The local police station was almost like a second home to me now.

And that, I realized, was incredibly sad.

Maybe it would make more sense if it was a home to me because I was a troublemaker and was thrown in the cells a lot. But no, I was never that kind of a person. Instead, it was a second home to me because I was always bailing out Cal.

Yep.

Well, there were times when it was my close friend Ben who did the honors. Or sometimes even my best friend, Jinae. But Ben was out of country visiting his parents, and since Jinae was currently sitting through an exam, I found myself walking towards the police station in the daytime, wondering what possible trouble Cal could ever get in at two p.m.

The truth was, I didn't particularly care that much for Cal. Or really anyone else who liked to waste their life away partying, drinking and regularly causing disturbances, so that begged the question: why was I bailing him out when I could be at home preparing for an exam?

Probably because Jinae and Ben weren't all that ready to give up on him just yet.

I wasn't sure, though. I wasn't a sucker for his routine, starry eyed with the possibility that he might change. But then again, maybe it was just me secretly hoping. Hoping despite all the facts.

And he never changed.

Almost two years now and he hadn't changed.
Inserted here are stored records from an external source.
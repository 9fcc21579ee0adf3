//! Tri-state presence for optional, nullable configuration fields.
//!
//! A YAML key can be missing, written as `null`, or carry a value. The
//! distinction survives loading so that re-serialization writes back what
//! the author wrote; both `Absent` and `Null` read as "disabled".

use serde::{Deserialize, Deserializer, Serialize, Serializer};

/// Presence state of a nullable configuration field.
///
/// Use with `#[serde(default, skip_serializing_if = "Setting::is_absent")]`
/// so that a missing key deserializes to [`Setting::Absent`].
#[derive(Debug, Clone, Copy, PartialEq, Eq)]
pub enum Setting<T> {
    /// Key not present in the document.
    Absent,
    /// Key present with an explicit `null`.
    Null,
    /// Key present with a value.
    Value(T),
}

impl<T> Default for Setting<T> {
    fn default() -> Self {
        Self::Absent
    }
}

impl<T> Setting<T> {
    /// Returns `true` if the key was missing.
    #[must_use]
    pub const fn is_absent(&self) -> bool {
        matches!(self, Self::Absent)
    }

    /// Returns `true` if the key was an explicit `null`.
    #[must_use]
    pub const fn is_null(&self) -> bool {
        matches!(self, Self::Null)
    }

    /// Returns `true` if a value is present.
    #[must_use]
    pub const fn is_enabled(&self) -> bool {
        matches!(self, Self::Value(_))
    }

    /// Returns the value, if any.
    #[must_use]
    pub const fn value(&self) -> Option<&T> {
        match self {
            Self::Value(v) => Some(v),
            Self::Absent | Self::Null => None,
        }
    }

    /// Returns the value, or `default` when absent or null.
    #[must_use]
    pub fn value_or(self, default: T) -> T {
        match self {
            Self::Value(v) => v,
            Self::Absent | Self::Null => default,
        }
    }
}

impl<T> From<Option<T>> for Setting<T> {
    fn from(value: Option<T>) -> Self {
        value.map_or(Self::Null, Self::Value)
    }
}

impl<'de, T: Deserialize<'de>> Deserialize<'de> for Setting<T> {
    fn deserialize<D>(deserializer: D) -> Result<Self, D::Error>
    where
        D: Deserializer<'de>,
    {
        // Only called when the key exists; missing keys go through `Default`.
        Option::<T>::deserialize(deserializer).map(Self::from)
    }
}

impl<T: Serialize> Serialize for Setting<T> {
    fn serialize<S>(&self, serializer: S) -> Result<S::Ok, S::Error>
    where
        S: Serializer,
    {
        match self {
            Self::Value(v) => serializer.serialize_some(v),
            Self::Absent | Self::Null => serializer.serialize_none(),
        }
    }
}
I guess aside from Jinae and Ben, my reason for bailing out Cal more so was because of how Officer Jeon was with me. It was like after that first time I was here, he started to pity me. And now he knew how caught up we were in this habitual thing and would often concede to letting Cal out. Sometimes though, he held strong that Cal should wait it out and receive a punishment. To me, Officer Jeon always felt like a man who saw the world in black and white with no grey areas at all—he knew what was right and what was wrong and he definitely didn't like Cal.
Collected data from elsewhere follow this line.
//! CLI command dispatch and handlers
//!
//! Routes parsed CLI arguments to the appropriate command handler.

pub mod completions;
pub mod show;
pub mod step;
pub mod validate;
pub mod version;

use crate::cli::args::{Cli, Commands};
use crate::config::{ConfigLoader, LoaderOptions};
use crate::error::IceflowError;

/// Dispatch a parsed CLI invocation to the appropriate command handler.
///
/// # Errors
///
/// Returns an error if the dispatched command handler fails.
pub fn dispatch(cli: Cli) -> Result<(), IceflowError> {
    let loader = ConfigLoader::new(LoaderOptions {
        expand_env: cli.expand_env,
        ..LoaderOptions::default()
    });

    match cli.command {
        Commands::Validate(args) => validate::run(&loader, &args),
        Commands::Show(args) => show::run(&loader, &args),
        Commands::Step(args) => step::run(&loader, &args, cli.quiet),
        Commands::Completions(args) => {
            completions::run(&args);
            Ok(())
        }
        Commands::Version(args) => {
            version::run(&args);
            Ok(())
        }
    }
}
I remembered the first time I was here. I was a sophomore and that was two years ago, bailing out Cal for the first time. Now, even though I was in the middle of my senior year, I realized things hadn't changed all that much.

I sighed. This needed to stop soon.

I mean, we were running out of Bail-Cal-Out money, for God's sake.

I pushed past the front door and entered the station, moving down the wide hall only to see someone leaving as I entered, walking by the wall towards the doors from where I came.

I'd seen him before.

Same moonlight hair, same ambiguous eyes, same form-fitting uniform (although this one arguably had a ton more badges on it now).

I couldn't not recognize him.

If I liked him two years ago, he was arguably better now.

And man, I was a goner.

Quite literally. It was just when he was passing by me when I felt my foot slip because of my idiocy—I was looking at him when I should've been looking at where I was going—and I lost balance in the most ungraceful way, tipping forward and going timber. Crap.

I braced for the impact; but before I could come face to face with the marble floor, a hand wrapped around my upper arm and another at my waist, steadying me in place firmly.